The Commissioner of Pensions,
I return herewith the papers in the claim of Katie Clegg, No. 288,391, examined in connection with an appeal entered from the adverse action of your Bureau.
The records of the War Department show a service of the soldier from Feb. 4, 1864, to Feb. 19, 1866, when he died by reason of small pox.
The appellant filed her claim for a pension, as the widow of the soldier, in 1881, and the same was rejected in 1891, upon the ground that the claimant was not the legal widow of the soldier.
The contention of the appeal is that an injustice was done the appellant by the adverse action of your Bureau, and that in fact she is the widow of the soldier upon whose death the claim for a pension is made.
The claimant and the soldier were both slaves, and the only ceremony of marriage which is claimed to have been preformed was by the master, and in the period when both were held as slaves.
The claim of this alleged widow has been twice referred for a special investigation, to determine the question of slave or other marriage.
From the evidence thus obtained and otherwise filed in the case, it appears that this claimant and the soldier were both owned by one master in company with about one hundred other slaves. The claimant then being a house-servant, (seamstress), and the soldier a wagoner and sometimes acting as a coachman.
Neither of these two persons are shown by the evidence on file as having had martial relations with any of the other slaves, nor will the evidence in the case show as a fact that these two persons, while slaves, had martial relations, or were in any sense considered as husband and wife.
Whether as a fact, the claimant and the soldier were married by the master, in accordance with the customs of slave times, cannot be proven, in as much as the master is dead and no witnesses were present when the alleged ceremony was performed. It is shown by witnesses, whose testimony cannot be ignored, that the claimant and the soldier, at the date of his death, were recognized as husband and wife, and no good reason appears why this relation, at said date, is not as fully warranted as it might have been or possibly was, prior to the date of enlistment.

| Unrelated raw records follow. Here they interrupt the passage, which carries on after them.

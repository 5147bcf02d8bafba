//! Compaction of a byte message into data codewords.
//!
//! A top-level driver starts in ASCII mode and dispatches to one mode
//! encoder at a time. Each encoder consumes characters and emits
//! codewords until the look-ahead test tells it to hand control back,
//! then the driver adopts the requested mode. At the end of the message
//! the codeword stream is padded to the capacity of the selected symbol.
use alloc::vec::Vec;

use crate::symbol_size::{SymbolList, SymbolSize};

mod ascii;
mod base256;
mod c40;
mod edifact;
mod encodation_type;
mod look_ahead;
mod text;
mod x12;

#[cfg(test)]
mod tests;

use encodation_type::EncodationType;

pub(crate) const MACRO05: u8 = 236;
pub(crate) const MACRO06: u8 = 237;
pub(crate) const MACRO05_HEAD: &[u8] = b"[)>\x1E05\x1D";
pub(crate) const MACRO06_HEAD: &[u8] = b"[)>\x1E06\x1D";
pub(crate) const MACRO_TRAIL: &[u8] = b"\x1E\x04";

// 232 (FNC1), 233 (structured append) and 234 (reader programming)
// are never emitted by this encoder.

pub(crate) const UNLATCH: u8 = 254;

/// Error when generating the data codewords.
#[derive(Debug, Clone, PartialEq, Eq)]
pub enum DataEncodingError {
    /// The symbol list admits no symbol size at all.
    SymbolListEmpty,
    /// No allowed symbol size can hold the encoded message.
    NotEnoughSpace,
    /// A byte was handed to a mode that has no encoding for it.
    IllegalCharacter(u8),
    /// `encode_str` input contained a character outside ISO-8859-1.
    UnsupportedCharacter(char),
}

impl core::fmt::Display for DataEncodingError {
    fn fmt(&self, f: &mut core::fmt::Formatter) -> core::fmt::Result {
        match self {
            Self::SymbolListEmpty => write!(f, "the symbol list admits no symbol size"),
            Self::NotEnoughSpace => {
                write!(f, "the data does not fit into any allowed symbol size")
            }
            Self::IllegalCharacter(ch) => {
                write!(f, "byte {ch:#04x} has no encoding in the selected mode")
            }
            Self::UnsupportedCharacter(ch) => {
                write!(f, "character {ch:?} is outside ISO-8859-1")
            }
        }
    }
}

/// Shared state of one `encode` call.
///
/// The cursor only moves forward, except for the bounded rewinds the
/// C40/TEXT, X12 and EDIFACT end-of-data rules perform over characters
/// they already consumed. The selected symbol size is cached and only
/// re-resolved when the codeword count outgrows it, or after a rewind
/// invalidated it.
pub(crate) struct EncoderContext<'a> {
    msg: &'a [u8],
    symbols: &'a SymbolList,
    pos: usize,
    skip_at_end: usize,
    codewords: Vec<u8>,
    symbol: Option<SymbolSize>,
    new_mode: Option<EncodationType>,
}

impl<'a> EncoderContext<'a> {
    fn new(msg: &'a [u8], symbols: &'a SymbolList) -> Self {
        Self {
            msg,
            symbols,
            pos: 0,
            skip_at_end: 0,
            codewords: Vec::new(),
            symbol: None,
            new_mode: None,
        }
    }

    /// The full message, including a macro trailer excluded from encoding.
    fn message(&self) -> &[u8] {
        self.msg
    }

    fn pos(&self) -> usize {
        self.pos
    }

    fn current_char(&self) -> u8 {
        self.msg[self.pos]
    }

    fn advance(&mut self, n: usize) {
        self.pos += n;
    }

    fn rewind(&mut self, n: usize) {
        self.pos -= n;
    }

    fn has_more_characters(&self) -> bool {
        self.pos < self.msg.len() - self.skip_at_end
    }

    fn remaining_characters(&self) -> usize {
        self.msg.len() - self.skip_at_end - self.pos
    }

    fn push(&mut self, codeword: u8) {
        self.codewords.push(codeword);
    }

    fn codeword_count(&self) -> usize {
        self.codewords.len()
    }

    /// Request a mode switch; the driver picks it up after the current
    /// encoder returns.
    fn signal_mode_change(&mut self, mode: EncodationType) {
        self.new_mode = Some(mode);
    }

    fn new_mode(&self) -> Option<EncodationType> {
        self.new_mode
    }

    fn take_new_mode(&mut self) -> Option<EncodationType> {
        self.new_mode.take()
    }

    /// Resolve the smallest symbol holding at least `min_codewords`.
    ///
    /// A cached symbol is kept as long as it is big enough; the selection
    /// never shrinks without [`reset_symbol_info`](Self::reset_symbol_info).
    fn update_symbol_info(
        &mut self,
        min_codewords: usize,
    ) -> Result<SymbolSize, DataEncodingError> {
        match self.symbol {
            Some(symbol) if symbol.num_data_codewords() >= min_codewords => Ok(symbol),
            _ => {
                let symbol = self
                    .symbols
                    .first_big_enough_for(min_codewords)
                    .ok_or(DataEncodingError::NotEnoughSpace)?;
                self.symbol = Some(symbol);
                Ok(symbol)
            }
        }
    }

    /// Drop the cached symbol size so the next lookup may shrink it again.
    fn reset_symbol_info(&mut self) {
        self.symbol = None;
    }
}

/// Generate the data codewords for `data` and pick a symbol size from
/// `symbols`.
///
/// `data` must already be in ISO-8859-1; the returned codeword vector
/// has exactly the data capacity of the returned symbol size.
pub fn encode(
    data: &[u8],
    symbols: &SymbolList,
) -> Result<(Vec<u8>, SymbolSize), DataEncodingError> {
    if symbols.is_empty() {
        return Err(DataEncodingError::SymbolListEmpty);
    }

    let mut ctx = EncoderContext::new(data, symbols);
    apply_macro_shorthand(&mut ctx);

    let mut mode = EncodationType::Ascii;
    while ctx.has_more_characters() {
        mode.encode(&mut ctx)?;
        if let Some(next) = ctx.take_new_mode() {
            mode = next;
        }
    }

    let len = ctx.codeword_count();
    let symbol = ctx.update_symbol_info(len)?;
    let capacity = symbol.num_data_codewords();
    if len < capacity && mode != EncodationType::Ascii && mode != EncodationType::Base256 {
        ctx.push(UNLATCH);
    }
    if ctx.codeword_count() < capacity {
        ctx.push(ascii::PAD);
    }
    while ctx.codeword_count() < capacity {
        let position = ctx.codeword_count() + 1;
        ctx.push(randomize_253_state(ascii::PAD, position));
    }

    Ok((ctx.codewords, symbol))
}

/// Like [`encode`], for a string transcoded to ISO-8859-1 first.
pub fn encode_str(
    text: &str,
    symbols: &SymbolList,
) -> Result<(Vec<u8>, SymbolSize), DataEncodingError> {
    let mut data = Vec::with_capacity(text.len());
    for ch in text.chars() {
        let cp = ch as u32;
        if cp > 0xFF {
            return Err(DataEncodingError::UnsupportedCharacter(ch));
        }
        data.push(cp as u8);
    }
    encode(&data, symbols)
}

/// Replace a `[)>` RS `05`/`06` GS header plus RS EOT trailer with the
/// single codeword the standard reserves for it.
fn apply_macro_shorthand(ctx: &mut EncoderContext) {
    for (head, codeword) in [(MACRO05_HEAD, MACRO05), (MACRO06_HEAD, MACRO06)] {
        if starts_with(ctx.msg, head) && ends_with(ctx.msg, MACRO_TRAIL) {
            ctx.push(codeword);
            ctx.skip_at_end = MACRO_TRAIL.len();
            ctx.pos = head.len();
            return;
        }
    }
}

// A message consisting of nothing but the header or trailer is ordinary
// data, hence the strict comparison.
fn starts_with(msg: &[u8], pattern: &[u8]) -> bool {
    msg.len() > pattern.len() && msg.starts_with(pattern)
}

fn ends_with(msg: &[u8], pattern: &[u8]) -> bool {
    msg.len() > pattern.len() && msg.ends_with(pattern)
}

/// The 253-state randomisation applied to every pad codeword after the
/// first. `position` is the 1-based index in the codeword stream.
fn randomize_253_state(ch: u8, position: usize) -> u8 {
    let pseudo_random = ((149 * position) % 253) + 1;
    let tmp = ch as usize + pseudo_random;
    if tmp <= 254 {
        tmp as u8
    } else {
        (tmp - 254) as u8
    }
}

#[test]
fn test_randomize_253_state() {
    // pad fill of an otherwise empty symbol: 129 at position 1, then
    // whitened pads
    assert_eq!(randomize_253_state(ascii::PAD, 2), 175);
    assert_eq!(randomize_253_state(ascii::PAD, 3), 70);
}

At the time the slaves, who were upon the plantation were this claimant and the soldier were owned, were dispersed by the advent of the Union Army in 1863, this claimant went to Chattanooga, and after the regiment to which the soldier belonged went to Chattanooga and was stationed there, these two parties met, and from this time they assumed the relation of husband and wife. That this relation was known and recognized by the soldier’s comrades and officers is clearly established – one of the regulations of the camp being, that none but married women whose husbands were stationed therein could be admitted. This claimant is shown by the evidence to have been admitted to the camp and to have occupied quarters therein with the soldier, as his wife; and it is also shown that she was with him when he was removed to the hospital. The relation which thus existed, and was recognized as lawful in these two parties, is one which Sec. 4705, R. S. apparently contemplates; and while this relation is not established as having existed in fact at the date of enlistment, yet, during a portion of the period of the soldier’s service it existed and so existed at the date of his death.
Some doubt has been thrown upon the merits of this case by the negative testimony of the claimant’s former mistress, who does not remember the circumstances surrounding the slave life of the claimant and the soldier; but, in this respect, she also expresses ignorance as regards the other slaves who were owned by her husband. It further appears that, in 1872, the hon. Second Auditor of the Treasury paid to a brother and sister of the soldier arrears of pay, upon evidence to him satisfactory as to the fact of the soldier’s celibacy. One of the witnesses was the former owner of the soldier, and when the soldier died in 1866, the laws of many of the Southern states did not recognize the marriage of people of color.
The pension laws recognize a condition as sufficient to admit a pensionable status and the condition of this claimant at the date of the soldier’s death is held as coming within the purview of Sec. 4705, R. S., and therefore, the action of rejection of the appellant’s claim is overruled and set aside.
You are therefore requested to issue a certificate for a pension in favor of the appellant as the widow of the deceased soldier.
4 thoughts on “Appeal Allowed”
What a super and final ending. Sadly to be short lived.
This isn’t quite the end. And you are right.
This is such good news in this poor woman’s life!